The White House’s top spokesman refused on Monday to wade into the controversy over Democratic nominee Hillary Clinton’s health a day after she was rushed from a 9/11 ceremony and her campaign admitted to a case of walking pneumonia.
“I don’t have any advice to dispense” to the campaigns on how to handle questions about their candidate’s health, press secretary Josh Earnest said.
Dating back to his 2008 campaign, then-Sen. Barack Obama chose to have his doctor sum up Obama’s health in a memo that was shared with the media, Earnest said. Obama has continued to do so since assuming office, indicating what he considers the appropriate way to handle questions about his health, Earnest said.

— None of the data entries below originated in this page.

use std::time::Duration;

use reqwest::header::CONTENT_TYPE;
use reqwest::Response;
use serde_json::Value;
use tokio_util::sync::CancellationToken;
use tracing::debug;

use super::Engine;
use crate::adapters::{create_adapter, ProviderAdapter, RequestOptions, DEFAULT_MAX_TOKENS, DEFAULT_TEMPERATURE};
use crate::error::{is_file_support_message, AiError};
use crate::models::{ExecutionConfig, ExecutionResult, FullModelId, Message, ProviderConfig};
use crate::processor::{has_files, process_messages, system_message_count, ProcessOptions};
use crate::registry::is_keyless;
use crate::simulator::simulate_streaming;
use crate::stream::{decode_stream, strip_thinking, StreamSink};

impl Engine {
    /**
     * \brief 单模型执行。
     *
     * 提供 sink 时请求流式响应；若 Provider 仍返回普通 JSON，
     * 解析后经模拟器回放，结果标记为 `streamed: false`。
     * 调用方取消或超时会立即终止请求。
     */
    pub async fn execute_single(
        &self,
        full_model_id: &str,
        messages: &[Message],
        config: &ExecutionConfig,
        sink: Option<&StreamSink>,
        cancel: &CancellationToken,
    ) -> Result<ExecutionResult, AiError> {
        let id = FullModelId::parse(full_model_id)?;
        let provider = self.registry().get_provider(&id.provider_id).ok_or_else(|| {
            AiError::NotFound {
                message: self.text("errorProviderConfigNotFound", &[("providerId", &id.provider_id)]),
                provider: id.provider_id.clone(),
            }
        })?;
        if provider.api_key().is_none() && !is_keyless(&id.provider_id) {
            return Err(AiError::Auth {
                message: self.text("errorApiKeyNotConfigured", &[("name", &provider.name)]),
                provider: id.provider_id.clone(),
            });
        }

        let adapter = create_adapter(provider.clone());
        adapter.validate_config()?;

        let work = self.request(adapter.as_ref(), &provider, &id, messages, config, sink);
        let bounded = async {
            match config.timeout_ms {
                Some(ms) => tokio::time::timeout(Duration::from_millis(ms), work)
                    .await
                    .unwrap_or_else(|_| Err(AiError::timeout())),
                None => work.await,
            }
        };

        tokio::select! {
            biased;
            _ = cancel.cancelled() => {
                debug!(model = %full_model_id, "request cancelled");
                Err(self.cancelled())
            }
            result = bounded => result,
        }
    }

    async fn request(
        &self,
        adapter: &dyn ProviderAdapter,
        provider: &ProviderConfig,
        id: &FullModelId,
        messages: &[Message],
        config: &ExecutionConfig,
        sink: Option<&StreamSink>,
    ) -> Result<ExecutionResult, AiError> {
        let processed = process_messages(messages, ProcessOptions::default());
        let streaming = sink.is_some();
        let url = if streaming {
            adapter.stream_request_url(&id.model_id)
        } else {
            adapter.request_url(&id.model_id)
        };
        let options = RequestOptions {
            temperature: config
                .temperature
                .or(provider.temperature)
                .unwrap_or(DEFAULT_TEMPERATURE),
            max_tokens: config
                .max_tokens
                .or(provider.max_tokens)
                .unwrap_or(DEFAULT_MAX_TOKENS),
            stream: streaming,
        };
        let body = adapter.request_body(&processed, &id.model_id, &options);
        debug!(
            model = %id,
            streaming,
            messages = processed.len(),
            system = system_message_count(&processed),
            "sending provider request"
        );

        let response = self
            .http
            .post(&url)
            .headers(adapter.request_headers(streaming)?)
            .json(&body)
            .send()
            .await?;

        if !response.status().is_success() {
            return Err(self.classify_failure(response, provider, id, messages).await);
        }

        let is_event_stream = response
            .headers()
            .get(CONTENT_TYPE)
            .and_then(|v| v.to_str().ok())
            .is_some_and(|ct| ct.contains("text/event-stream"));
        let result = |content: &str, streamed: bool| ExecutionResult {
            content: content.trim().to_string(),
            provider_id: id.provider_id.clone(),
            full_model_id: id.to_string(),
            streamed,
        };

        match sink {
            Some(sink) if is_event_stream => {
                let content = decode_stream(
                    Box::pin(response.bytes_stream()),
                    |event| Ok(adapter.parse_stream_chunk(event)),
                    Some(sink),
                )
                .await?;
                sink.done(content.trim());
                Ok(result(&content, true))
            }
            _ => {
                let value: Value = response.json().await?;
                debug!(model = %id, "received buffered response");
                let content = adapter
                    .parse_response(&value)
                    .map(|text| strip_thinking(&text).trim().to_string())
                    .ok_or_else(|| AiError::Stream(self.text("errorApiExtractContent", &[])))?;
                if let Some(sink) = sink {
                    simulate_streaming(&content, sink, self.simulator).await;
                }
                Ok(result(&content, false))
            }
        }
    }

    /** \brief 把非 2xx 响应归类为具体错误，优先识别“不支持文件”。 */
    async fn classify_failure(
        &self,
        response: Response,
        provider: &ProviderConfig,
        id: &FullModelId,
        messages: &[Message],
    ) -> AiError {
        let status = response.status();
        let fallback = status.canonical_reason().unwrap_or("request failed").to_string();
        let body: Value = response.json().await.unwrap_or(Value::Null);
        let provider_message = body
            .get("error")
            .and_then(|e| e.get("message"))
            .or_else(|| body.get("message"))
            .or_else(|| body.get("error"))
            .and_then(Value::as_str)
            .map(str::to_string)
            .unwrap_or(fallback);

        if has_files(messages) && is_file_support_message(&provider_message) {
            return AiError::FileSupport(self.text("errorModelNotSupportImages", &[]));
        }
        let message = match status.as_u16() {
            429 => self.text("errorApi429", &[]),
            401 => self.text("errorApi401", &[]),
            404 => self.text("errorApi404", &[("modelId", &id.model_id)]),
            _ => provider_message,
        };
        AiError::from_status(status.as_u16(), message, provider.name.clone())
    }
}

However, it is up to Clinton, GOP nominee Donald Trump and Libertarian nominee Gary Johnson to decide how much to disclose about their own health, Earnest said.
“There’s a reason we have a long tradition in this country” of candidates letting voters know their overall health status while running for office, Earnest said. Voters want to know and believe they are entitled to the information. “But I don’t have any advice to dispense” on the subject, he said.
Earnest also dodged a question about whether Clinton should have revealed her diagnosis once she learned about it on Friday, and said nothing that has happened changes Obama’s mind that she is the best person to replace him.